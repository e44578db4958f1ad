use crate::content::*;
use shared::error::*;

use byteorder::{BigEndian, ReadBytesExt, WriteBytesExt};
use std::fmt;
use std::io::{Read, Write};

pub const RECORD_LAYER_HEADER_SIZE: usize = 13;
pub const MAX_SEQUENCE_NUMBER: u64 = 0x0000FFFFFFFFFFFF;

pub const DTLS1_2MAJOR: u8 = 0xfe;
pub const DTLS1_2MINOR: u8 = 0xfd;

pub const DTLS1_0MAJOR: u8 = 0xfe;
pub const DTLS1_0MINOR: u8 = 0xff;

pub const DTLS1_3MAJOR: u8 = 0xfe;
pub const DTLS1_3MINOR: u8 = 0xfc;

/// Version 1.0 is used as the record version of the first ClientHello by
/// some stacks, and is accepted on input.
pub const PROTOCOL_VERSION1_0: ProtocolVersion = ProtocolVersion {
    major: DTLS1_0MAJOR,
    minor: DTLS1_0MINOR,
};
pub const PROTOCOL_VERSION1_2: ProtocolVersion = ProtocolVersion {
    major: DTLS1_2MAJOR,
    minor: DTLS1_2MINOR,
};
/// Only ever advertised in supported_versions, never used on the record layer.
pub const PROTOCOL_VERSION1_3: ProtocolVersion = ProtocolVersion {
    major: DTLS1_3MAJOR,
    minor: DTLS1_3MINOR,
};

/// <https://tools.ietf.org/html/rfc4346#section-6.2.1>
#[derive(Copy, Clone, PartialEq, Eq, Debug, Default)]
pub struct ProtocolVersion {
    pub major: u8,
    pub minor: u8,
}

impl fmt::Display for ProtocolVersion {
    fn fmt(&self, f: &mut fmt::Formatter<'_>) -> fmt::Result {
        match *self {
            PROTOCOL_VERSION1_0 => write!(f, "DTLS 1.0"),
            PROTOCOL_VERSION1_2 => write!(f, "DTLS 1.2"),
            PROTOCOL_VERSION1_3 => write!(f, "DTLS 1.3"),
            _ => write!(f, "unknown version {:#04x}{:02x}", self.major, self.minor),
        }
    }
}

#[derive(Copy, Clone, PartialEq, Eq, Debug, Default)]
pub struct RecordLayerHeader {
    pub content_type: ContentType,
    pub protocol_version: ProtocolVersion,
    pub epoch: u16,
    pub sequence_number: u64, // uint48 on the wire
    pub content_len: u16,
}

impl RecordLayerHeader {
    pub fn marshal<W: Write>(&self, writer: &mut W) -> Result<()> {
        if self.sequence_number > MAX_SEQUENCE_NUMBER {
            return Err(Error::ErrSequenceNumberOverflow);
        }

        writer.write_u8(self.content_type as u8)?;
        writer.write_u8(self.protocol_version.major)?;
        writer.write_u8(self.protocol_version.minor)?;
        writer.write_u16::<BigEndian>(self.epoch)?;
        writer.write_u48::<BigEndian>(self.sequence_number)?;
        writer.write_u16::<BigEndian>(self.content_len)?;

        Ok(writer.flush()?)
    }

    pub fn unmarshal<R: Read>(reader: &mut R) -> Result<Self> {
        let content_type = reader.read_u8()?.into();
        let major = reader.read_u8()?;
        let minor = reader.read_u8()?;
        let epoch = reader.read_u16::<BigEndian>()?;
        let sequence_number = reader.read_u48::<BigEndian>()?;

        let protocol_version = ProtocolVersion { major, minor };
        if protocol_version != PROTOCOL_VERSION1_0 && protocol_version != PROTOCOL_VERSION1_2 {
            return Err(Error::ErrUnsupportedProtocolVersion);
        }
        let content_len = reader.read_u16::<BigEndian>()?;

        Ok(RecordLayerHeader {
            content_type,
            protocol_version,
            epoch,
            sequence_number,
            content_len,
        })
    }
}
/// IceTransport aggregates the candidates of one or more gatherers, runs
/// connectivity checks against the remote candidates and exposes the selected
/// pair as a packet channel.
pub struct IceTransport {
    pub(crate) role: IceRole,
    pub(crate) tie_breaker: u64,
    pub(crate) ufrag_pwd: UfragPwd,

    pub(crate) connection_state: ConnectionState,
    pub(crate) gathering_state: GatheringState,
    pub(crate) checking: bool,
    pub(crate) last_checking_time: Option<Instant>,

    pub(crate) gatherers: Vec<Gatherer>,
    pub(crate) local_candidates: Vec<Candidate>,
    pub(crate) remote_candidates: Vec<Candidate>,
    /// Remote `.local` host candidates; never paired, peer reflexive
    /// discovery finds their real address.
    pub(crate) remote_multicast_dns_candidates: Vec<Candidate>,
    pub(crate) candidate_pairs: Vec<CandidatePair>,
    pub(crate) selected_pair: Option<usize>,

    // LRU of outbound Binding request Transaction IDs
    pub(crate) pending_binding_requests: Vec<BindingRequest>,

    pub(crate) check_interval: Duration,
    pub(crate) keepalive_interval: Duration,
    pub(crate) max_binding_requests: u16,
    pub(crate) multicast_dns_mode: MulticastDnsMode,

    pub(crate) piggyback_reporting: bool,
    pub(crate) piggyback_data: Option<Vec<u8>>,
    pub(crate) piggyback_ack: Option<Vec<u32>>,

    pub(crate) transmits: VecDeque<TaggedBytesMut>,
    pub(crate) reads: VecDeque<TaggedBytesMut>,
    pub(crate) events: VecDeque<IceTransportEvent>,
}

+---+

Requirement:
Set down, exactly as they stand above, the lines starting with the line with "use std::fmt;" and going on through the line with "pub const DTLS1_3MINOR: u8 = 0xfc;", and no others.

Solved problem:
use std::fmt;
use std::io::{Read, Write};

pub const RECORD_LAYER_HEADER_SIZE: usize = 13;
pub const MAX_SEQUENCE_NUMBER: u64 = 0x0000FFFFFFFFFFFF;

pub const DTLS1_2MAJOR: u8 = 0xfe;
pub const DTLS1_2MINOR: u8 = 0xfd;

pub const DTLS1_0MAJOR: u8 = 0xfe;
pub const DTLS1_0MINOR: u8 = 0xff;

pub const DTLS1_3MAJOR: u8 = 0xfe;
pub const DTLS1_3MINOR: u8 = 0xfc;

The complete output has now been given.